Mungkin sesuatu seperti:

for(i in 1:n) {
  y[i] ~ dbeta(alpha[i], beta[i])
  alpha[i] <- mu[i] * phi
  beta[i]  <- (1-mu[i]) * phi
  logit(mu[i]) <- a + b*x[i]
}
phi ~ dgamma(.1,.1)
a ~ dnorm(0,.001)
b ~ dnorm(0,.001)

Terima kasih, ini sangat membantu! Saya mencoba menyesuaikan model dengan saran Anda.
Joël

Namun, ketika saya menjalankan model, saya mendapatkan kesalahan seperti: "Kesalahan dalam simpul y [6283] Nilai induk tidak valid". Adakah yang tahu apa yang terjadi di sini?
Joël

@ Joël, berapa nilai y [6283]? Sudahkah Anda memastikan bahwa nilai-nilai alfa dan beta dibatasi untuk nilai legal? Saya berharap bahwa sesuatu mungkin sudah ke 0 atau di bawah dan itu memberikan kesalahan.
Greg Snow

Tidak, saya memeriksa itu, semua nilai y saya benar-benar lebih unggul dari 0 (dan lebih rendah dari 1). Mungkin priors saya berbenturan dengan nilai-nilai empiris y di beberapa titik? Tapi saya tidak tahu bagaimana memeriksanya, dan masalah saya tampaknya masuk akal - setidaknya bagi saya!
Joël

1
@colin, saya tidak tahu JAGS dengan baik, jadi ini mungkin lebih baik ditanyakan di forum khusus untuk JAGS. Atau coba di alat yang berbeda, saya menemukan bahwa saya suka Stan for Bayes hari ini.
Greg Snow

18

Greg Snow memberikan jawaban yang bagus. Untuk kelengkapan, berikut ini ekuivalen dalam sintaks Stan. Meskipun Stan memiliki distribusi beta yang dapat Anda gunakan, lebih cepat untuk mengerjakan sendiri logaritma kepadatan beta karena konstanta log(y)dan log(1-y)dapat dihitung sekali pada permulaan (daripada setiap kali y ~ beta(alpha,beta)akan dipanggil).
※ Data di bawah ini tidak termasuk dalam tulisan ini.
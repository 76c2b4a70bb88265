//! Per-chain fallback RPC endpoints

use crate::{
    defaults, managed,
    resolve::{RE_PLACEHOLDER, UnresolvedEnvVarError, interpolate},
};
use alloy_primitives::ChainId;
use serde::{Deserialize, Deserializer, Serialize, Serializer};
use std::{collections::BTreeMap, fmt};
use url::Url;

/// Represents a single configured endpoint
///
/// This type preserves the value as it's stored in the config. If the value contains a reference
/// to an env var (`${POLYGON_RPC}`), `Env` holds the reference and _not_ the value of the var.
#[derive(Clone, Debug, PartialEq, Eq)]
pub enum RpcEndpointUrl {
    /// A raw url (http, ws)
    Url(String),
    /// An endpoint that contains at least one `${ENV_VAR}` placeholder
    Env(String),
}

impl RpcEndpointUrl {
    /// Returns the url this type holds, interpolating env vars
    ///
    /// # Error
    ///
    /// Returns an error if the type holds a reference to an env var and the env var is not set
    pub fn resolve(self) -> Result<String, UnresolvedEnvVarError> {
        match self {
            Self::Url(url) => Ok(url),
            Self::Env(val) => interpolate(&val),
        }
    }
}

impl fmt::Display for RpcEndpointUrl {
    fn fmt(&self, f: &mut fmt::Formatter<'_>) -> fmt::Result {
        match self {
            Self::Url(url) => url.fmt(f),
            Self::Env(var) => var.fmt(f),
        }
    }
}

impl From<&str> for RpcEndpointUrl {
    fn from(val: &str) -> Self {
        if RE_PLACEHOLDER.is_match(val) { Self::Env(val.into()) } else { Self::Url(val.into()) }
    }
}

impl Serialize for RpcEndpointUrl {
    fn serialize<S>(&self, serializer: S) -> Result<S::Ok, S::Error>
    where
        S: Serializer,
    {
        serializer.serialize_str(&self.to_string())
    }
}

impl<'de> Deserialize<'de> for RpcEndpointUrl {
    fn deserialize<D>(deserializer: D) -> Result<Self, D::Error>
    where
        D: Deserializer<'de>,
    {
        let val = String::deserialize(deserializer)?;
        Ok(Self::from(val.as_str()))
    }
}

/// The project key of the managed RPC provider, either raw or an env var reference.
#[derive(Clone, Debug, PartialEq, Eq)]
pub enum ManagedKey {
    /// Raw key
    Raw(String),
    /// Key that references an env var, like `${INFURA_KEY}`
    Env(String),
}

impl ManagedKey {
    /// Returns the key, interpolating env vars
    pub fn resolve(self) -> Result<String, UnresolvedEnvVarError> {
        match self {
            Self::Raw(key) => Ok(key),
            Self::Env(val) => interpolate(&val),
        }
    }
}

impl fmt::Display for ManagedKey {
    fn fmt(&self, f: &mut fmt::Formatter<'_>) -> fmt::Result {
        match self {
            Self::Raw(key) | Self::Env(key) => key.fmt(f),
        }
    }
}

impl Serialize for ManagedKey {
    fn serialize<S>(&self, serializer: S) -> Result<S::Ok, S::Error>
    where
        S: Serializer,
    {
        serializer.serialize_str(&self.to_string())
    }
}

impl<'de> Deserialize<'de> for ManagedKey {
    fn deserialize<D>(deserializer: D) -> Result<Self, D::Error>
    where
        D: Deserializer<'de>,
    {
        let val = String::deserialize(deserializer)?;
        Ok(if RE_PLACEHOLDER.is_match(&val) { Self::Env(val) } else { Self::Raw(val) })
    }
}

/// Resolved endpoint configuration of a single chain.
#[derive(Clone, Debug, PartialEq, Eq)]
pub struct TransportEndpointConfig {
    /// The chain these endpoints serve.
    pub chain_id: ChainId,
    /// Explicit overrides, in configured order.
    pub rpc_urls: Vec<Url>,
    /// Resolved managed project key, if configured.
    pub managed_key: Option<String>,
}

impl TransportEndpointConfig {
    /// Returns the managed endpoint, if a key is configured and the provider serves the chain.
    pub fn managed(&self) -> Option<Url> {
        self.managed_key.as_deref().and_then(|key| managed::managed_url(key, self.chain_id))
    }

    /// Returns every candidate endpoint in preference order: managed, overrides, public defaults.
    pub fn endpoints(&self) -> Vec<Url> {
        let mut endpoints = Vec::with_capacity(self.rpc_urls.len() + 2);
        endpoints.extend(self.managed());
        endpoints.extend(self.rpc_urls.iter().cloned());
        endpoints.extend(
            defaults::public_endpoints(self.chain_id).iter().filter_map(|url| Url::parse(url).ok()),
        );
        endpoints
    }

    /// Returns the most preferred endpoint.
    pub fn primary(&self) -> Option<Url> {
        self.endpoints().into_iter().next()
    }
}

/// Immutable lookup table from chain id to fallback endpoints.
#[derive(Clone, Debug, Default, PartialEq, Eq)]
pub struct EndpointTable {
    managed_key: Option<String>,
    overrides: BTreeMap<ChainId, Vec<Url>>,
}

impl EndpointTable {
    /// Creates a new table from an optional managed key and per-chain overrides.
    pub fn new(
        managed_key: Option<String>,
        overrides: impl IntoIterator<Item = (ChainId, Vec<Url>)>,
    ) -> Self {
        Self { managed_key: managed_key.filter(|key| !key.is_empty()), overrides: overrides.into_iter().collect() }
    }

    /// Returns `true` if a managed key is configured.
    pub fn has_managed_key(&self) -> bool {
        self.managed_key.is_some()
    }

    /// Returns the endpoint configuration for `chain_id`.
    pub fn entry(&self, chain_id: ChainId) -> TransportEndpointConfig {
        TransportEndpointConfig {
            chain_id,
            rpc_urls: self.overrides.get(&chain_id).cloned().unwrap_or_default(),
            managed_key: self.managed_key.clone(),
        }
    }

    /// Returns the ordered candidate endpoints for `chain_id`. Empty if nothing serves the chain.
    pub fn resolve(&self, chain_id: ChainId) -> Vec<Url> {
        self.entry(chain_id).endpoints()
    }
}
Dengan menambah lp__variabel yang dipesan (lihat di bawah), Anda dapat menjumlahkan logaritma densitas beta di atas pengamatan dalam sampel Anda. Saya menggunakan label "gamma" untuk vektor parameter dalam prediktor linier.

data {
  int<lower=1> N;
  int<lower=1> K;
  real<lower=0,upper=1> y[N];
  matrix[N,K] X;
}
transformed data {
  real log_y[N];
  real log_1my[N];
  for (i in 1:N) {
    log_y[i] <- log(y[i]);
    log_1my[i] <- log1m(y[i]);
  }
}
parameters {
  vector[K] gamma;
  real<lower=0> phi;
}
model {
  vector[N] Xgamma;
  real mu;
  real alpha_m1;
  real beta_m1;
  Xgamma <- X * gamma;
  for (i in 1:N) {
    mu <- inv_logit(Xgamma[i]);
    alpha_m1 <- mu * phi - 1.0;
    beta_m1 <- (1.0 - mu) * phi - 1.0;
    lp__ <- lp__ - lbeta(alpha,beta) + alpha_m1 * log_y[i] + 
                                        beta_m1 * log_1my[i];
  }
  // optional priors on gamma and phi here
}

Ben terima kasih! Sangat berguna untuk memiliki sintaks Stan juga.
Joël

Stan v2 memiliki pernyataan pengambilan sampel "beta_proportion" yang saya yakin meniadakan perlunya memanipulasi secara langsung "lp__"
THK
Dengan menggunakan situs kami, Anda mengakui telah membaca dan memahami Kebijakan Cookie dan Kebijakan Privasi kami.
Licensed under cc by-sa 3.0 with attribution required.